> _Material to process_:
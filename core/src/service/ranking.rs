use std::cmp::Ordering;

use crate::model::advisor::AdvisorRevenueRecord;
use crate::model::month::Month;
use crate::service::dto::{MonthlyTopRevenue, RankedAdvisor};

/// Stable sort, highest `key` first. Equal keys keep their input order.
pub fn sort_descending_by<T>(items: &mut [T], key: impl Fn(&T) -> f64) {
    items.sort_by(|a, b| key(b).partial_cmp(&key(a)).unwrap_or(Ordering::Equal));
}

/// Every record annotated with its whitelisted total, highest first. Equal
/// totals keep their input order.
pub fn rank_by_revenue(records: &[AdvisorRevenueRecord]) -> Vec<RankedAdvisor> {
    let mut ranked: Vec<RankedAdvisor> = records
        .iter()
        .map(|record| RankedAdvisor {
            total_revenue: record.total_revenue(),
            record: record.clone(),
        })
        .collect();

    sort_descending_by(&mut ranked, |r| r.total_revenue);
    ranked
}

/// The `n` highest earners, or all of them when fewer exist.
pub fn top_n(records: &[AdvisorRevenueRecord], n: usize) -> Vec<RankedAdvisor> {
    let mut ranked = rank_by_revenue(records);
    ranked.truncate(n);
    ranked
}

/// Combined revenue of each month's top `n` advisors, Jan..Dec. `records` may
/// span several months; months without records contribute zero.
pub fn top_n_combined_by_month(records: &[AdvisorRevenueRecord], n: usize) -> Vec<MonthlyTopRevenue> {
    Month::ALL
        .iter()
        .map(|&month| {
            let in_month: Vec<AdvisorRevenueRecord> = records
                .iter()
                .filter(|r| r.month == month)
                .cloned()
                .collect();
            let top = top_n(&in_month, n);
            MonthlyTopRevenue {
                month,
                combined_revenue: top.iter().map(|a| a.total_revenue).sum(),
                advisors_counted: top.len(),
            }
        })
        .collect()
}

#[cfg(test)]
mod tests {
    use super::*;
    use crate::model::advisor::RevenueItem;
    use proptest::prelude::*;

    fn advisor(name: &str, month: Month, labour: f64) -> AdvisorRevenueRecord {
        AdvisorRevenueRecord::new(name, 2025, month, 10).with_item("LAB", labour)
    }

    fn names(ranked: &[RankedAdvisor]) -> Vec<&str> {
        ranked.iter().map(|r| r.record.advisor_name.as_str()).collect()
    }

    #[test]
    fn test_top_n_orders_by_total() {
        let records = vec![
            advisor("A", Month::Jun, 100.0),
            advisor("B", Month::Jun, 300.0),
            advisor("C", Month::Jun, 200.0),
        ];
        let top = top_n(&records, 2);
        assert_eq!(names(&top), vec!["B", "C"]);
        assert_eq!(top[0].total_revenue, 300.0);
    }

    #[test]
    fn test_top_n_with_fewer_records_than_requested() {
        let records = vec![advisor("A", Month::Jun, 100.0)];
        assert_eq!(top_n(&records, 5).len(), 1);
        assert!(top_n(&[], 3).is_empty());
        assert!(top_n(&records, 0).is_empty());
    }

    #[test]
    fn test_ties_keep_input_order() {
        let records = vec![
            advisor("First", Month::Jun, 50.0),
            advisor("Top", Month::Jun, 80.0),
            advisor("Second", Month::Jun, 50.0),
            advisor("Third", Month::Jun, 50.0),
        ];
        assert_eq!(names(&top_n(&records, 4)), vec!["Top", "First", "Second", "Third"]);
    }

    #[test]
    fn test_input_is_not_mutated() {
        let records = vec![advisor("A", Month::Jun, 1.0), advisor("B", Month::Jun, 2.0)];
        let before = records.clone();
        let _ = top_n(&records, 1);
        assert_eq!(records, before);
    }

    #[test]
    fn test_combined_by_month() {
        let records = vec![
            advisor("A", Month::Jan, 100.0),
            advisor("B", Month::Jan, 300.0),
            advisor("C", Month::Jan, 200.0),
            advisor("D", Month::Jan, 50.0),
            advisor("A", Month::Feb, 10.0),
        ];
        let combined = top_n_combined_by_month(&records, 3);

        assert_eq!(combined.len(), 12);
        assert_eq!(combined[0].combined_revenue, 600.0);
        assert_eq!(combined[1].combined_revenue, 10.0);
        assert_eq!(combined[1].advisors_counted, 1);
        assert_eq!(combined[2].combined_revenue, 0.0);
    }

    fn arb_advisors() -> impl Strategy<Value = Vec<AdvisorRevenueRecord>> {
        proptest::collection::vec(proptest::collection::vec(0f64..1e6, 11), 0..12).prop_map(|rows| {
            rows.into_iter()
                .enumerate()
                .map(|(i, values)| {
                    let mut record = AdvisorRevenueRecord::new(&format!("Advisor {}", i), 2025, Month::Jun, 0);
                    for (item, value) in RevenueItem::WHITELIST.iter().zip(values) {
                        record = record.with_item(item.label(), value);
                    }
                    record
                })
                .collect()
        })
    }

    proptest! {
        #[test]
        fn prop_top_n_is_sorted_and_sized(records in arb_advisors(), n in 0usize..15) {
            let top = top_n(&records, n);
            prop_assert_eq!(top.len(), n.min(records.len()));
            for pair in top.windows(2) {
                prop_assert!(pair[0].total_revenue >= pair[1].total_revenue);
            }
        }

        #[test]
        fn prop_extra_fields_do_not_change_rank(
            records in arb_advisors(),
            pick in any::<prop::sample::Index>(),
            extra in 0f64..1e9,
        ) {
            prop_assume!(!records.is_empty());
            let target = pick.index(records.len());
            let baseline = rank_by_revenue(&records);

            let mut padded = records.clone();
            padded[target] = padded[target].clone().with_item("RSA (Nos)", extra);
            let ranked = rank_by_revenue(&padded);

            prop_assert_eq!(padded[target].total_revenue(), records[target].total_revenue());
            prop_assert_eq!(names(&ranked), names(&baseline));
        }
    }
}
use serde::{Deserialize, Serialize};
use std::collections::BTreeMap;

use crate::model::month::Month;

/// Raw per-month sub-fields, split between the mechanical and the body & paint
/// workshops. Fields missing from a source record deserialize as zero.
#[derive(Serialize, Deserialize, Debug, Clone, Copy, PartialEq, Default)]
#[serde(default)]
pub struct MetricValues {
    pub mech_ro: f64,
    pub bp_ro: f64,
    pub mech_parts: f64,
    pub bp_parts: f64,
    pub mech_labour: f64,
    pub bp_labour: f64,
    pub mech_accessories: f64,
    pub bp_accessories: f64,
}

impl MetricValues {
    pub const ZERO: MetricValues = MetricValues {
        mech_ro: 0.0,
        bp_ro: 0.0,
        mech_parts: 0.0,
        bp_parts: 0.0,
        mech_labour: 0.0,
        bp_labour: 0.0,
        mech_accessories: 0.0,
        bp_accessories: 0.0,
    };
}

#[derive(Serialize, Deserialize, Debug, Clone, Copy, PartialEq)]
pub struct MonthlyMetricRecord {
    pub month: Month,
    #[serde(flatten)]
    pub values: MetricValues,
}

impl MonthlyMetricRecord {
    pub fn new(month: Month, values: MetricValues) -> Self {
        Self { month, values }
    }
}

/// Result of looking a month up in a [`YearlyMetricSet`].
#[derive(Debug, Clone, Copy, PartialEq)]
pub enum MonthLookup<'a> {
    Present(&'a MonthlyMetricRecord),
    Absent,
}

impl MonthLookup<'_> {
    pub fn is_present(&self) -> bool {
        matches!(self, MonthLookup::Present(_))
    }

    /// Absent months read as [`MetricValues::ZERO`].
    pub fn values(&self) -> MetricValues {
        match self {
            MonthLookup::Present(record) => record.values,
            MonthLookup::Absent => MetricValues::ZERO,
        }
    }
}

#[derive(Serialize, Deserialize, Debug, Clone, PartialEq)]
pub struct YearlyMetricSet {
    pub year: i32,
    #[serde(default)]
    pub months: Vec<MonthlyMetricRecord>,
}

impl YearlyMetricSet {
    pub fn new(year: i32, months: Vec<MonthlyMetricRecord>) -> Self {
        Self { year, months }
    }

    pub fn empty(year: i32) -> Self {
        Self::new(year, Vec::new())
    }

    /// First record for `month` wins if the source repeats a month.
    pub fn lookup(&self, month: Month) -> MonthLookup<'_> {
        self.months
            .iter()
            .find(|r| r.month == month)
            .map_or(MonthLookup::Absent, MonthLookup::Present)
    }
}

/// Dashboard metrics. Composite metrics are sums of raw sub-fields, taken per
/// record before any year-over-year split.
#[derive(Serialize, Deserialize, Debug, Clone, Copy, PartialEq, Eq, PartialOrd, Ord, Hash)]
#[serde(rename_all = "camelCase")]
pub enum MetricKey {
    Throughput,
    MechRo,
    BpRo,
    PartsRevenue,
    LabourRevenue,
    AccessoriesRevenue,
    TotalRevenue,
}

impl MetricKey {
    pub const ALL: [MetricKey; 7] = [
        MetricKey::Throughput,
        MetricKey::MechRo,
        MetricKey::BpRo,
        MetricKey::PartsRevenue,
        MetricKey::LabourRevenue,
        MetricKey::AccessoriesRevenue,
        MetricKey::TotalRevenue,
    ];

    /// Short key used in config files and on the command line.
    pub fn key(self) -> &'static str {
        match self {
            MetricKey::Throughput => "throughput",
            MetricKey::MechRo => "mechRo",
            MetricKey::BpRo => "bpRo",
            MetricKey::PartsRevenue => "partsRevenue",
            MetricKey::LabourRevenue => "labourRevenue",
            MetricKey::AccessoriesRevenue => "accessoriesRevenue",
            MetricKey::TotalRevenue => "totalRevenue",
        }
    }

    pub fn from_key(key: &str) -> Option<MetricKey> {
        Self::ALL.iter().copied().find(|m| m.key().eq_ignore_ascii_case(key))
    }

    pub fn label(self) -> &'static str {
        match self {
            MetricKey::Throughput => "Throughput",
            MetricKey::MechRo => "Mechanical ROs",
            MetricKey::BpRo => "Body & Paint ROs",
            MetricKey::PartsRevenue => "Parts Revenue",
            MetricKey::LabourRevenue => "Labour Revenue",
            MetricKey::AccessoriesRevenue => "Accessories Revenue",
            MetricKey::TotalRevenue => "Total Revenue",
        }
    }

    pub fn is_currency(self) -> bool {
        !matches!(self, MetricKey::Throughput | MetricKey::MechRo | MetricKey::BpRo)
    }

    /// (mechanical, body & paint) contributions.
    pub fn split(self, v: &MetricValues) -> (f64, f64) {
        match self {
            MetricKey::Throughput => (v.mech_ro, v.bp_ro),
            MetricKey::MechRo => (v.mech_ro, 0.0),
            MetricKey::BpRo => (0.0, v.bp_ro),
            MetricKey::PartsRevenue => (v.mech_parts, v.bp_parts),
            MetricKey::LabourRevenue => (v.mech_labour, v.bp_labour),
            MetricKey::AccessoriesRevenue => (v.mech_accessories, v.bp_accessories),
            MetricKey::TotalRevenue => (
                v.mech_parts + v.mech_labour + v.mech_accessories,
                v.bp_parts + v.bp_labour + v.bp_accessories,
            ),
        }
    }

    pub fn value(self, v: &MetricValues) -> f64 {
        let (mech, bp) = self.split(v);
        mech + bp
    }

    /// Placeholder monthly targets used when no override is configured.
    pub fn default_target(self) -> f64 {
        match self {
            MetricKey::Throughput => 1_400.0,
            MetricKey::MechRo => 1_200.0,
            MetricKey::BpRo => 200.0,
            MetricKey::PartsRevenue => 15_000_000.0,
            MetricKey::LabourRevenue => 6_000_000.0,
            MetricKey::AccessoriesRevenue => 500_000.0,
            MetricKey::TotalRevenue => 21_500_000.0,
        }
    }
}

/// Monthly targets per metric, falling back to [`MetricKey::default_target`].
#[derive(Serialize, Deserialize, Debug, Clone, PartialEq, Default)]
#[serde(transparent)]
pub struct MetricTargets {
    overrides: BTreeMap<MetricKey, f64>,
}

impl MetricTargets {
    pub fn new(overrides: BTreeMap<MetricKey, f64>) -> Self {
        Self { overrides }
    }

    pub fn get(&self, metric: MetricKey) -> f64 {
        self.overrides
            .get(&metric)
            .copied()
            .unwrap_or_else(|| metric.default_target())
    }

    pub fn set(&mut self, metric: MetricKey, target: f64) {
        self.overrides.insert(metric, target);
    }
}

#[cfg(test)]
mod tests {
    use super::*;

    fn sample() -> MetricValues {
        MetricValues {
            mech_ro: 604.0,
            bp_ro: 59.0,
            mech_parts: 100.0,
            bp_parts: 50.0,
            mech_labour: 40.0,
            bp_labour: 20.0,
            mech_accessories: 7.0,
            bp_accessories: 3.0,
        }
    }

    #[test]
    fn test_composite_metrics_sum_sub_fields() {
        let v = sample();
        assert_eq!(MetricKey::Throughput.value(&v), 663.0);
        assert_eq!(MetricKey::AccessoriesRevenue.value(&v), 10.0);
        assert_eq!(MetricKey::TotalRevenue.value(&v), 220.0);
        assert_eq!(MetricKey::TotalRevenue.split(&v), (147.0, 73.0));
        assert_eq!(MetricKey::BpRo.split(&v), (0.0, 59.0));
    }

    #[test]
    fn test_lookup_absent_reads_as_zero() {
        let set = YearlyMetricSet::new(2025, vec![MonthlyMetricRecord::new(Month::Jan, sample())]);
        assert!(set.lookup(Month::Jan).is_present());
        assert_eq!(set.lookup(Month::Feb), MonthLookup::Absent);
        assert_eq!(set.lookup(Month::Feb).values(), MetricValues::ZERO);
    }

    #[test]
    fn test_record_deserializes_missing_fields_as_zero() {
        let record: MonthlyMetricRecord =
            serde_json::from_str(r#"{"month":"Jun","mech_ro":604,"bp_ro":59}"#).unwrap();
        assert_eq!(record.month, Month::Jun);
        assert_eq!(record.values.mech_ro, 604.0);
        assert_eq!(record.values.mech_parts, 0.0);
    }

    #[test]
    fn test_targets_fall_back_to_defaults() {
        let mut targets = MetricTargets::default();
        assert_eq!(targets.get(MetricKey::BpRo), 200.0);
        targets.set(MetricKey::BpRo, 250.0);
        assert_eq!(targets.get(MetricKey::BpRo), 250.0);
        assert_eq!(MetricKey::from_key("PARTSREVENUE"), Some(MetricKey::PartsRevenue));
    }
}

> _Task_: Copy the records above exactly, beginning at the line that contains "records contribute zero." and stopping after the line that contains "fn advisor(name: &str, month: Month, labour: f64)".

> _Reply_:
/// span several months; months without records contribute zero.
pub fn top_n_combined_by_month(records: &[AdvisorRevenueRecord], n: usize) -> Vec<MonthlyTopRevenue> {
    Month::ALL
        .iter()
        .map(|&month| {
            let in_month: Vec<AdvisorRevenueRecord> = records
                .iter()
                .filter(|r| r.month == month)
                .cloned()
                .collect();
            let top = top_n(&in_month, n);
            MonthlyTopRevenue {
                month,
                combined_revenue: top.iter().map(|a| a.total_revenue).sum(),
                advisors_counted: top.len(),
            }
        })
        .collect()
}

#[cfg(test)]
mod tests {
    use super::*;
    use crate::model::advisor::RevenueItem;
    use proptest::prelude::*;

    fn advisor(name: &str, month: Month, labour: f64) -> AdvisorRevenueRecord {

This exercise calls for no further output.